АГ: И еще хочу заметить, что разделять всю мою деятельность на литературно-организаторскую и собственно литературную – это большая ошибка. Одно у меня не может существовать без другого. Если бы я не писала стихипрозу, то не издавала бы «Абзац» и, кстати, не занималась бы теоретическим литературоведением, потому что и то и другое интересно мне в первую очередь именно как практику. Понятно, что некоторым хотелось бы оставить мне только организаторскую деятельность, а некоторым (удивительно, но и такие есть) – только худлит. Но особого выбора нет ни у тех, ни у других, потому что моя литературная деятельность во всех ее вариантах – это целостный неделимый феномен.

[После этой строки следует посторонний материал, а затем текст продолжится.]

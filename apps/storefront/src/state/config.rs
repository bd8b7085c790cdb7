//! # Configuration State
//!
//! Storefront configuration loaded at startup.
//!
//! ## Configuration Sources (Priority Order)
//! 1. Environment variables (`BITE_*`)
//! 2. Defaults (this file)
//!
//! ## Environment Variables
//! | Variable | Default | Meaning |
//! |----------|---------|---------|
//! | `BITE_STORE_NAME` | `Yellow Bite` | Shown in the shell banner |
//! | `BITE_STORE_PATH` | platform data dir | JSON store file, or `:memory:` |
//! | `BITE_TAX_RATE` | `8` | Percent |
//! | `BITE_DELIVERY_FEE_CENTS` | `299` | Flat fee on small orders |
//! | `BITE_FREE_DELIVERY_OVER_CENTS` | `2500` | Subtotals above this ship free |
//! | `BITE_ADDRESS_DELAY_MS` | `1000` | Simulated address validation |
//! | `BITE_ORDER_DELAY_MS` | `2000` | Simulated order placement |
//! | `BITE_AUTH_DELAY_MS` | `1000` | Simulated login / registration |
//!
//! ## Thread Safety
//! Configuration is read-only after initialization, so no mutex needed.

use std::path::PathBuf;
use std::str::FromStr;
use std::time::Duration;

use directories::ProjectDirs;
use serde::Serialize;
use thiserror::Error;
use tracing::debug;

use bite_core::pricing::PricingRules;
use bite_core::types::TaxRate;
use bite_core::Money;
use bite_store::StoreConfig;

/// `BITE_STORE_PATH` value that keeps everything in memory.
pub const IN_MEMORY_STORE: &str = ":memory:";

/// Invalid configuration.
#[derive(Debug, Error)]
pub enum ConfigError {
    #[error("{var} has invalid value '{value}': {reason}")]
    InvalidValue {
        var: &'static str,
        value: String,
        reason: String,
    },

    /// No home directory to put the store file in.
    #[error("Could not determine app data directory; set BITE_STORE_PATH")]
    NoDataDir,
}

/// Storefront configuration.
#[derive(Debug, Clone, Serialize)]
#[serde(rename_all = "camelCase")]
pub struct StorefrontConfig {
    pub store_name: String,

    /// Currency code (ISO 4217)
    pub currency_code: String,

    /// Currency symbol (for display)
    pub currency_symbol: String,

    pub pricing: PricingRules,

    /// Explicit store file. `None` means the platform data directory.
    #[serde(skip)]
    pub store_path: Option<PathBuf>,

    #[serde(skip)]
    pub in_memory: bool,

    pub address_delay_ms: u64,
    pub order_delay_ms: u64,
    pub auth_delay_ms: u64,
}

impl Default for StorefrontConfig {
    /// Returns the live storefront's settings.
    ///
    /// ## Default Values
    /// - Store: "Yellow Bite"
    /// - Currency: USD ($)
    /// - Tax: 8%, delivery $2.99, free over $25.00
    /// - Delays: 1s address, 2s order, 1s auth
    fn default() -> Self {
        StorefrontConfig {
            store_name: "Yellow Bite".to_string(),
            currency_code: "USD".to_string(),
            currency_symbol: "$".to_string(),
            pricing: PricingRules::default(),
            store_path: None,
            in_memory: false,
            address_delay_ms: 1000,
            order_delay_ms: 2000,
            auth_delay_ms: 1000,
        }
    }
}

impl StorefrontConfig {
    /// Reads `BITE_*` variables on top of the defaults.
    pub fn from_env() -> Result<Self, ConfigError> {
        Self::from_lookup(|var| std::env::var(var).ok())
    }

    /// Like [`from_env`](Self::from_env) with an arbitrary variable source.
    pub fn from_lookup<F>(lookup: F) -> Result<Self, ConfigError>
    where
        F: Fn(&str) -> Option<String>,
    {
        let mut config = StorefrontConfig::default();

        if let Some(name) = lookup("BITE_STORE_NAME").filter(|s| !s.trim().is_empty()) {
            config.store_name = name;
        }

        match lookup("BITE_STORE_PATH").filter(|s| !s.trim().is_empty()) {
            Some(path) if path.trim() == IN_MEMORY_STORE => config.in_memory = true,
            Some(path) => config.store_path = Some(PathBuf::from(path)),
            None => {}
        }

        if let Some(raw) = lookup("BITE_TAX_RATE") {
            let pct: f64 = parse_var("BITE_TAX_RATE", &raw)?;
            config.pricing.tax_rate = TaxRate::from_percentage(pct)
                .ok_or_else(|| invalid("BITE_TAX_RATE", &raw, "must be between 0 and 100"))?;
        }

        if let Some(raw) = lookup("BITE_DELIVERY_FEE_CENTS") {
            config.pricing.delivery_fee = non_negative_cents("BITE_DELIVERY_FEE_CENTS", &raw)?;
        }

        if let Some(raw) = lookup("BITE_FREE_DELIVERY_OVER_CENTS") {
            config.pricing.free_delivery_over =
                non_negative_cents("BITE_FREE_DELIVERY_OVER_CENTS", &raw)?;
        }

        if let Some(raw) = lookup("BITE_ADDRESS_DELAY_MS") {
            config.address_delay_ms = parse_var("BITE_ADDRESS_DELAY_MS", &raw)?;
        }

        if let Some(raw) = lookup("BITE_ORDER_DELAY_MS") {
            config.order_delay_ms = parse_var("BITE_ORDER_DELAY_MS", &raw)?;
        }

        if let Some(raw) = lookup("BITE_AUTH_DELAY_MS") {
            config.auth_delay_ms = parse_var("BITE_AUTH_DELAY_MS", &raw)?;
        }

        debug!(?config, "Configuration loaded");
        Ok(config)
    }

    /// Zero delays and an in-memory store. Used by tests.
    pub fn instant() -> Self {
        StorefrontConfig {
            in_memory: true,
            address_delay_ms: 0,
            order_delay_ms: 0,
            auth_delay_ms: 0,
            ..StorefrontConfig::default()
        }
    }

    /// Where the durable store lives.
    ///
    /// ## Platform-Specific Paths
    /// - **macOS**: `~/Library/Application Support/com.yellowbite.storefront/store.json`
    /// - **Windows**: `%APPDATA%\yellowbite\storefront\data\store.json`
    /// - **Linux**: `~/.local/share/storefront/store.json`
    pub fn store_config(&self) -> Result<StoreConfig, ConfigError> {
        if self.in_memory {
            return Ok(StoreConfig::in_memory());
        }

        if let Some(path) = &self.store_path {
            return Ok(StoreConfig::file(path));
        }

        let dirs = ProjectDirs::from("com", "yellowbite", "storefront").ok_or(ConfigError::NoDataDir)?;
        Ok(StoreConfig::file(dirs.data_dir().join("store.json")))
    }

    pub fn address_delay(&self) -> Duration {
        Duration::from_millis(self.address_delay_ms)
    }

    pub fn order_delay(&self) -> Duration {
        Duration::from_millis(self.order_delay_ms)
    }

    pub fn auth_delay(&self) -> Duration {
        Duration::from_millis(self.auth_delay_ms)
    }

    /// Formats a cent amount as a currency string.
    ///
    /// ## Example
    /// ```rust
    /// use bite_storefront::state::StorefrontConfig;
    ///
    /// let config = StorefrontConfig::default();
    /// assert_eq!(config.format_currency(1234), "$12.34");
    /// ```
    pub fn format_currency(&self, cents: i64) -> String {
        format!(
            "{}{}{}.{:02}",
            if cents < 0 { "-" } else { "" },
            self.currency_symbol,
            (cents / 100).abs(),
            (cents % 100).abs()
        )
    }
}

fn invalid(var: &'static str, value: &str, reason: impl ToString) -> ConfigError {
    ConfigError::InvalidValue {
        var,
        value: value.to_string(),
        reason: reason.to_string(),
    }
}

fn parse_var<T>(var: &'static str, raw: &str) -> Result<T, ConfigError>
where
    T: FromStr,
    T::Err: std::fmt::Display,
{
    raw.trim().parse::<T>().map_err(|e| invalid(var, raw, e))
}

fn non_negative_cents(var: &'static str, raw: &str) -> Result<Money, ConfigError> {
    let cents: i64 = parse_var(var, raw)?;
    if cents < 0 {
        return Err(invalid(var, raw, "must not be negative"));
    }
    Ok(Money::from_cents(cents))
}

АУ: Да, конечно, человек целостен. И для любого автора, мне кажется, необходимы одновременно и рефлексия, и перевод, а для человека, поскольку он живет в обществе, и организаторская деятельность. И если автор не интересуется философией, архитектурой, фотографией и еще много чем еще, от его литературы, боюсь, тоже немного останется. Но что-то у человека получается лучше, что-то менее удачно – или просто что-то кажется менее близким мне. Поэтому будем стараться делать больше и лучше – что, собственно, и означает сложнее – богаче смыслами и многосвязнее. (Но сказанное мной в этом диалоге опять-таки представляется мне слишком очевидным – то есть малопригодным для литературы. Хотя у очевидного есть своя область – общество, коммуникация людей и т.п.)